//! Hit/miss counters, per level and overall.

use std::sync::atomic::{AtomicU64, Ordering};

/// Snapshot of the counters.
#[derive(Debug, Clone, Copy, PartialEq, Default)]
pub struct CacheStats {
    pub hits: u64,
    pub misses: u64,
    /// `hits / (hits + misses)`, zero when no lookups happened.
    pub hit_rate: f64,
    pub l1_hits: u64,
    pub l1_misses: u64,
    pub l2_hits: u64,
    pub l2_misses: u64,
    pub l3_hits: u64,
    pub l3_misses: u64,
}

#[derive(Debug, Default)]
pub(crate) struct Counters {
    pub hits: AtomicU64,
    pub misses: AtomicU64,
    pub l1_hits: AtomicU64,
    pub l1_misses: AtomicU64,
    pub l2_hits: AtomicU64,
    pub l2_misses: AtomicU64,
    pub l3_hits: AtomicU64,
    pub l3_misses: AtomicU64,
}

impl Counters {
    pub fn snapshot(&self) -> CacheStats {
        let hits = self.hits.load(Ordering::Relaxed);
        let misses = self.misses.load(Ordering::Relaxed);
        let total = hits + misses;
        CacheStats {
            hits,
            misses,
            hit_rate: if total == 0 {
                0.0
            } else {
                hits as f64 / total as f64
            },
            l1_hits: self.l1_hits.load(Ordering::Relaxed),
            l1_misses: self.l1_misses.load(Ordering::Relaxed),
            l2_hits: self.l2_hits.load(Ordering::Relaxed),
            l2_misses: self.l2_misses.load(Ordering::Relaxed),
            l3_hits: self.l3_hits.load(Ordering::Relaxed),
            l3_misses: self.l3_misses.load(Ordering::Relaxed),
        }
    }

    pub fn reset(&self) {
        for counter in [
            &self.hits,
            &self.misses,
            &self.l1_hits,
            &self.l1_misses,
            &self.l2_hits,
            &self.l2_misses,
            &self.l3_hits,
            &self.l3_misses,
        ] {
            counter.store(0, Ordering::Relaxed);
        }
    }
}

################

# EXERCISE PROMPT:
Give the number of lines in the listing above that hold the string "total", with nothing else.

# ANSWER TO THIS EXERCISE:
3